Okay, so do you remember there was a sting operation like kind of a slow Burn investigation happening with a guy who had a beard.

Speaker 2

Oh yeah, I'm looking at this. Oh yes, yes, yeah, yeah.

Speaker 1

Yeah, a little little too handsome to be a Baltimore cop. But they like put him in baggy T shirts and sweatpants to be like, oh yeah that guy. Okay, And when you see him without a beard, he is basically indistinguishable from Henry Cavill.

Speaker 2

So the idea of like we.

Speaker 1

Make these movies until the stars get too expensive or bored with it, and then replace them. This is the most like one to one where they're just like, yeah, this is this is we just found a replica.

Speaker 2

There's like yeah, he's God. I mean, it's so funny how no one can get past the Christopher Reeves aesthetic of Superman. Yeah you know what I mean, Like because even when they talk about Nick Cage, like I know that's been his passion project since he was like born, because has been to play Superman coin. But I can just look at him like, it ain't gonna be you, bro, because you ain't Reeves enough, and now you're just getting clones.

Speaker 1

They gotta like down the road on that, or at least enough to take those pictures that everyone got everyone's hopes up. But like the idea of a Superman who is interesting or has a personality or has like human defects and like challenges, like right, people have had that idea.

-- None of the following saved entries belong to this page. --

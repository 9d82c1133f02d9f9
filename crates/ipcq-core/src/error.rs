use std::time::Duration;

use thiserror::Error;

#[derive(Debug, Error)]
pub enum QueueError {
    #[error("queue still had pending actions after waiting {0:?}")]
    WaitTimedOut(Duration),
}

#[derive(Debug, Error)]
pub enum LoopError {
    #[error("failed to spawn event loop thread: {0}")]
    Spawn(#[source] std::io::Error),

    #[error("failed to build async runtime: {0}")]
    Runtime(#[source] std::io::Error),

    #[error("event loop is stopped")]
    Stopped,

    #[error("event loop thread panicked")]
    ThreadPanicked,
}
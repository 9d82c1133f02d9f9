//! Ports - 抽象化レイヤー
//!
//! Queue と「消費側を起こす仕組み」の境界を trait で定義します。
//! 継承ではなく capability を持たせることで、同じ drain ロジックを
//! ポーリング専用キューとイベントループ連携キューの両方で使えます。

pub mod event_loop;
pub mod notifier;

pub use self::event_loop::{EventLoop, WakeCallback};
pub use self::notifier::{Notifier, WakeSource};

It seems to be what makes superhero movies interesting. And yet there's just something about Superman where they're just like, yeah, that's not what people are looking for, and they always come back to just the most handsomest guy with brown hair and blue eyes that you can find, right, So yeah, I don't know, I mean, it just try something different.

Speaker 2

Man, Like Superman's so fucking dry as like a superhero where it's like, man, he don't got problems. He's an orphan, yeah, and I mean he like was a misfit his whole life, but he's great now I got to see here and he's invincible. I'm like, then that's not interesting. Like give him like a debilitating porn addiction or something.

Speaker 1

Yeah. Yeah, there was like at one point, I think, like towards the end of Mad Men, people were like talking about John Hans maybe getting cast a Superman, and it's like kind of over the hill Superman who presumably suffers from like a drinking problem or like a sex addiction. I feel like that's implied by the John hammness of it all. Oh yeah, but then yeah, that never went anywhere.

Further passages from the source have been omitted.